Devido a um conflito diplomático de longa data entre Israel e o Iraque, foram necessários meses de esforços vigorosos por parte de ativistas humanitários e de intervenção direta das missões diplomáticas dos EUA na região para coordenar o resgate da jovem. A cooperação entre autoridades israelenses, jordanianas, iraquianas e das Nações Unidas esteve envolvida.

“Em 1º de outubro de 2024, os Estados Unidos ajudaram a evacuar com segurança de Gaza uma jovem yazidi para se reunir com sua família no Iraque”, disse um porta-voz do Departamento de Estado à VOA na quarta-feira, acrescentando que a história da jovem “é comovente e estamos felizes por ela se reunir com sua família no Iraque.”

Escravizado pelo Estado Islâmico

Agora com 21 anos, Fawzia Amin Saydo foi raptada por militantes do Estado Islâmico na sua cidade natal, Sinjar, em agosto de 2014, apenas um mês antes de completar 11 anos.

Ela e dois dos seus irmãos, com 7 e 10 anos na altura, estavam entre os milhares de yazidis escravizados pelo EI devido às suas crenças religiosas.

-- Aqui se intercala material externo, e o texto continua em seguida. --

//! Error types for the tunnel renderer.
//!
//! The rendering core itself never fails: everything that can go wrong is
//! caught at a boundary (parameter validation, lattice construction, audio
//! and display setup, frame export) and reported through these enums.

/// Rejected scene parameters
#[derive(thiserror::Error, Debug, Clone, PartialEq)]
pub enum ParamError {
    #[error("{field} must be finite, got {value}")]
    NonFinite { field: &'static str, value: f32 },

    #[error("{field} must be > 0, got {value}")]
    NonPositive { field: &'static str, value: f32 },

    #[error("{field} must be >= 0, got {value}")]
    Negative { field: &'static str, value: f32 },

    #[error("{field} must be in [{min}, {max}], got {value}")]
    OutOfRange {
        field: &'static str,
        value: f32,
        min: f32,
        max: f32,
    },
}

/// Invalid lattice texture data
#[derive(thiserror::Error, Debug, Clone, PartialEq)]
pub enum LatticeError {
    #[error("lattice size must be > 0")]
    ZeroSize,

    #[error("expected {expected} texels for the lattice, got {actual}")]
    TexelCount { expected: usize, actual: usize },
}

/// Audio synthesis, analysis and device failures
#[derive(thiserror::Error, Debug)]
pub enum AudioError {
    #[error("invalid FFT config: {0}")]
    Config(String),

    #[error("glicol engine: {0}")]
    Synth(String),

    #[error("audio device: {0}")]
    Device(String),

    #[error("audio stream: {0}")]
    Stream(String),

    #[error("wav: {0}")]
    Wav(#[from] hound::Error),
}

/// Window surface and GPU presentation failures
#[derive(thiserror::Error, Debug)]
pub enum DisplayError {
    #[error("failed to create surface: {0}")]
    Surface(String),

    #[error("failed to find suitable GPU adapter")]
    Adapter,

    #[error("failed to request device: {0}")]
    Device(String),
}

/// Headless recording failures
#[derive(thiserror::Error, Debug)]
pub enum RecordError {
    #[error("io: {0}")]
    Io(#[from] std::io::Error),

    #[error("frame export: {0}")]
    Image(#[from] image::ImageError),

    #[error(transparent)]
    Audio(#[from] AudioError),
}
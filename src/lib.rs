//! Single-line chat input for terminal programs.
//!
//! A [`ChatSession`] decodes raw terminal bytes into [`KeyEvent`]s, applies them to a
//! [`LineEditor`] with persistent [`HistoryStore`] recall, and renders a streamed transcript
//! ([`RenderBuffer`]) above the input row through one of two renderers:
//! - [`RenderMode::Reconciled`] diffs whole frames and redraws changed rows.
//! - [`RenderMode::Direct`] anchors on the cursor position reported at focus and writes
//!   only what changed there.
//!
//! Invariant: single output gate. Only `core::output::OutputGate::flush(..)` writes to the
//! terminal.

pub mod config;
pub mod logging;

pub mod core;
pub mod platform;
pub mod render;
pub mod runtime;

/// Key events, decoding and host hot keys.
pub use crate::core::hotkeys::{HotKeyFlow, HotKeys};
pub use crate::core::key::KeyEvent;
pub use crate::core::key_decoder::KeyDecoder;

/// Line editing.
pub use crate::core::input_line::InputLine;
pub use crate::core::line_editor::{EditOutcome, LineEditor};

/// Transcript storage.
pub use crate::core::render_buffer::{RenderBuffer, TailView};

/// Terminal interfaces and process-backed implementation.
pub use crate::core::output::{OutputGate, TerminalCmd};
pub use crate::core::terminal::Terminal;
pub use crate::platform::process_terminal::ProcessTerminal;

/// Renderers.
pub use crate::render::{
    Capabilities, DirectRenderer, LineView, ReconciledRenderer, RenderMode, Renderer,
    TerminalBridge, View,
};

/// Session runtime.
pub use crate::runtime::{ChatSession, SessionHandle, SessionOptions};

pub use crate::config::EnvConfig;
pub use crate::logging::{DebugLog, LogRecord};

/// Prompt history persistence.
pub use history_store::{
    default_history_path, HistoryBackend, HistoryStore, HistoryStoreError, JsonFileBackend,
    MemoryBackend,
};

/// ANSI-aware truncation helper.
pub use crate::core::text::utils::truncate_to_width;
/// Visible width helper that ignores ANSI control sequences.
pub use crate::core::text::width::visible_width;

Embora os irmãos tenham encontrado uma forma de escapar, Saydo passou anos sofrendo violência, injustiça e estupro por parte de combatentes do EI. No início de 2015, ela foi levada para a cidade síria de Raqqa, onde foi presa e estuprada antes de ser “casada” à força com um combatente palestino do Estado Islâmico, então com 24 anos.

"Ele me disse que eu tinha que dormir com ele. No terceiro dia, ele foi a uma farmácia e trouxe um remédio que entorpece parte do corpo. Ele me deu o remédio e eu chorei", contou Saydo em entrevista em agosto de 2023. de Gaza com o meio de comunicação curdo Rudaw.

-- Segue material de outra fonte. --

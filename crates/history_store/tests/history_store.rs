use std::fs;
use std::path::PathBuf;
use std::sync::Arc;

use history_store::{
    HistoryBackend, HistoryStore, HistoryStoreError, JsonFileBackend, MemoryBackend,
    HISTORY_CAPACITY,
};
use pretty_assertions::assert_eq;
use tempfile::TempDir;

fn history_file(contents: Option<&str>) -> (TempDir, PathBuf) {
    let dir = tempfile::tempdir().expect("tempdir should be created");
    let path = dir.path().join("history.json");
    if let Some(contents) = contents {
        fs::write(&path, contents).expect("history fixture should be written");
    }
    (dir, path)
}

struct FailingBackend;

impl HistoryBackend for FailingBackend {
    fn load(&self) -> Result<Vec<String>, HistoryStoreError> {
        Err(HistoryStoreError::Unavailable {
            reason: "disk on fire".to_string(),
        })
    }

    fn save(&self, _entries: &[String]) -> Result<(), HistoryStoreError> {
        Err(HistoryStoreError::Unavailable {
            reason: "disk on fire".to_string(),
        })
    }
}

#[test]
fn load_reads_most_recent_first() {
    let (_dir, path) = history_file(Some(r#"["newest", "middle", "oldest"]"#));
    let store = HistoryStore::load(Arc::new(JsonFileBackend::new(&path)));
    assert_eq!(store.entries(), ["newest", "middle", "oldest"]);
}

#[test]
fn load_missing_file_is_empty_history() {
    let (_dir, path) = history_file(None);
    let store = HistoryStore::load(Arc::new(JsonFileBackend::new(&path)));
    assert!(store.is_empty());
    assert!(store.is_loaded());
}

#[test]
fn load_malformed_file_fails_soft() {
    let (_dir, path) = history_file(Some("[\"unterminated"));
    let store = HistoryStore::load(Arc::new(JsonFileBackend::new(&path)));
    assert!(store.is_empty());
}

#[test]
fn load_wrong_shape_fails_soft() {
    let (_dir, path) = history_file(Some("[1, 2, 3]"));
    let store = HistoryStore::load(Arc::new(JsonFileBackend::new(&path)));
    assert!(store.is_empty());
}

#[test]
fn load_caps_oversized_files() {
    let entries: Vec<String> = (0..150).map(|i| format!("line {i}")).collect();
    let body = serde_json::to_string(&entries).expect("fixture serializes");
    let (_dir, path) = history_file(Some(&body));

    let store = HistoryStore::load(Arc::new(JsonFileBackend::new(&path)));
    assert_eq!(store.len(), HISTORY_CAPACITY);
    assert_eq!(store.get(0), Some("line 0"));
    assert_eq!(store.get(HISTORY_CAPACITY - 1), Some("line 99"));
}

#[test]
fn record_persists_to_disk() {
    let (_dir, path) = history_file(Some(r#"["older"]"#));
    let mut store = HistoryStore::load(Arc::new(JsonFileBackend::new(&path)));

    store.record("fresh");
    store.flush();

    let on_disk: Vec<String> =
        serde_json::from_str(&fs::read_to_string(&path).expect("history file exists"))
            .expect("history file is a JSON array");
    assert_eq!(on_disk, ["fresh", "older"]);
}

#[test]
fn recording_a_duplicate_moves_it_to_front_without_growing() {
    let backend = MemoryBackend::with_entries(["a", "b", "c"]);
    let mut store = HistoryStore::load(Arc::new(backend.clone()));

    store.record("c");
    store.flush();

    assert_eq!(store.entries(), ["c", "a", "b"]);
    assert_eq!(backend.snapshot(), ["c", "a", "b"]);
}

#[test]
fn recording_101st_unique_entry_drops_oldest() {
    let mut store = HistoryStore::in_memory();
    for i in 1..=HISTORY_CAPACITY + 1 {
        store.record(&format!("entry {i}"));
    }
    assert_eq!(store.len(), HISTORY_CAPACITY);
    assert_eq!(store.get(0), Some("entry 101"));
    assert!(!store.entries().iter().any(|entry| entry == "entry 1"));
}

#[test]
fn whitespace_entry_is_not_recorded_or_persisted() {
    let backend = MemoryBackend::new();
    let mut store = HistoryStore::load(Arc::new(backend.clone()));

    assert!(!store.record("   "));
    store.flush();

    assert!(store.is_empty());
    assert_eq!(backend.saves(), 0);
}

#[test]
fn persistence_failures_do_not_affect_memory_state() {
    let mut store = HistoryStore::load(Arc::new(FailingBackend));
    assert!(store.is_empty());

    assert!(store.record("still here"));
    store.flush();

    assert_eq!(store.entries(), ["still here"]);
}

#[test]
fn background_load_merges_behind_session_entries() {
    let backend = MemoryBackend::with_entries(["persisted", "shared"]);
    let mut store = HistoryStore::spawn_load(Arc::new(backend.clone()));

    // Whatever the loader's timing, the merge result is the same.
    store.record("shared");
    store.wait_loaded();
    store.flush();

    assert!(store.is_loaded());
    assert_eq!(store.entries(), ["shared", "persisted"]);
    assert_eq!(backend.snapshot(), ["shared", "persisted"]);
}

#[test]
fn background_load_without_records_does_not_rewrite() {
    let backend = MemoryBackend::with_entries(["persisted"]);
    let mut store = HistoryStore::spawn_load(Arc::new(backend.clone()));

    store.wait_loaded();
    store.flush();

    assert_eq!(store.entries(), ["persisted"]);
    assert_eq!(backend.saves(), 0);
}

#[test]
fn poll_loaded_is_true_for_synchronous_stores() {
    let mut store = HistoryStore::in_memory();
    assert!(store.poll_loaded());
}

Cerca de um ano após a sua chegada a Raqqa, a vida de Saydo tomou outro rumo quando ela deu à luz um menino, o primeiro dos dois filhos que teria com o combatente palestino do EI.

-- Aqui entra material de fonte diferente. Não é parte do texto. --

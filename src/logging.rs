//! Debug logging: a bounded in-memory ring fed by `tracing`.
//!
//! The engine only emits `tracing` events. Hosts that want to inspect them install
//! [`DebugLogLayer`] (usually via [`init`]) and read records back from the shared
//! [`DebugLog`] handle, e.g. to show them in a debug pane after the terminal is restored.

use std::collections::VecDeque;
use std::fmt::Write as _;
use std::sync::{Arc, Mutex, MutexGuard};

use tracing::level_filters::LevelFilter;
use tracing::{Event, Level, Subscriber};
use tracing_subscriber::layer::{Context, SubscriberExt};
use tracing_subscriber::Layer;

use crate::config::EnvConfig;

#[derive(Debug, Clone, PartialEq, Eq)]
pub struct LogRecord {
    pub level: Level,
    pub target: String,
    pub message: String,
}

impl std::fmt::Display for LogRecord {
    fn fmt(&self, f: &mut std::fmt::Formatter<'_>) -> std::fmt::Result {
        write!(f, "{} {}: {}", self.level, self.target, self.message)
    }
}

/// Fixed-capacity circular buffer of log records; drops the oldest on overflow.
///
/// Cloning shares the same buffer.
#[derive(Debug, Clone)]
pub struct DebugLog {
    inner: Arc<Mutex<Ring>>,
}

#[derive(Debug)]
struct Ring {
    capacity: usize,
    records: VecDeque<LogRecord>,
}

impl DebugLog {
    /// Capacity 0 is clamped to 1.
    pub fn new(capacity: usize) -> Self {
        let capacity = capacity.max(1);
        Self {
            inner: Arc::new(Mutex::new(Ring {
                capacity,
                records: VecDeque::with_capacity(capacity),
            })),
        }
    }

    pub fn push(&self, record: LogRecord) {
        let mut ring = self.lock();
        if ring.records.len() == ring.capacity {
            ring.records.pop_front();
        }
        ring.records.push_back(record);
    }

    /// Oldest first.
    pub fn records(&self) -> Vec<LogRecord> {
        self.lock().records.iter().cloned().collect()
    }

    pub fn len(&self) -> usize {
        self.lock().records.len()
    }

    pub fn is_empty(&self) -> bool {
        self.lock().records.is_empty()
    }

    pub fn clear(&self) {
        self.lock().records.clear();
    }

    pub fn capacity(&self) -> usize {
        self.lock().capacity
    }

    fn lock(&self) -> MutexGuard<'_, Ring> {
        // A panic while holding the lock leaves the ring structurally valid.
        self.inner
            .lock()
            .unwrap_or_else(|poisoned| poisoned.into_inner())
    }
}

/// `tracing_subscriber` layer that formats events into a [`DebugLog`].
#[derive(Debug, Clone)]
pub struct DebugLogLayer {
    log: DebugLog,
}

impl DebugLogLayer {
    pub fn new(log: DebugLog) -> Self {
        Self { log }
    }
}

struct MessageVisitor {
    message: String,
    fields: String,
}

impl tracing::field::Visit for MessageVisitor {
    fn record_debug(&mut self, field: &tracing::field::Field, value: &dyn std::fmt::Debug) {
        if field.name() == "message" {
            let _ = write!(self.message, "{value:?}");
        } else {
            let _ = write!(self.fields, " {}={value:?}", field.name());
        }
    }

    fn record_str(&mut self, field: &tracing::field::Field, value: &str) {
        if field.name() == "message" {
            self.message.push_str(value);
        } else {
            let _ = write!(self.fields, " {}={value}", field.name());
        }
    }
}

impl<S> Layer<S> for DebugLogLayer
where
    S: Subscriber,
{
    fn on_event(&self, event: &Event<'_>, _ctx: Context<'_, S>) {
        let mut visitor = MessageVisitor {
            message: String::new(),
            fields: String::new(),
        };
        event.record(&mut visitor);
        visitor.message.push_str(&visitor.fields);

        let metadata = event.metadata();
        self.log.push(LogRecord {
            level: *metadata.level(),
            target: metadata.target().to_string(),
            message: visitor.message,
        });
    }
}

/// Level captured for a given configuration.
pub fn level_filter(config: &EnvConfig) -> LevelFilter {
    if config.debug {
        LevelFilter::TRACE
    } else {
        LevelFilter::WARN
    }
}

/// Install a global subscriber feeding a new [`DebugLog`] and return the handle.
///
/// If a global subscriber is already installed the returned log stays empty.
pub fn init(config: &EnvConfig) -> DebugLog {
    let log = DebugLog::new(config.debug_log_capacity);
    let subscriber = tracing_subscriber::registry()
        .with(level_filter(config))
        .with(DebugLogLayer::new(log.clone()));
    if tracing::subscriber::set_global_default(subscriber).is_err() {
        tracing::debug!(target: "chatline::logging", "global subscriber already installed");
    }
    log
}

Saydo decidiu dedicar a vida aos filhos, apesar do marido ter se tornado mais abusivo, principalmente depois que se casou com outra mulher.

No final de 2018, quando as forças curdas lideradas pelos EUA expulsaram o EI dos territórios do grupo na Síria, Saydo, então com 15 anos, perdeu contacto com o seu captor palestino, que tinha fugido do nordeste da Síria para a província de Idlib, controlada pelos rebeldes, no noroeste da Síria.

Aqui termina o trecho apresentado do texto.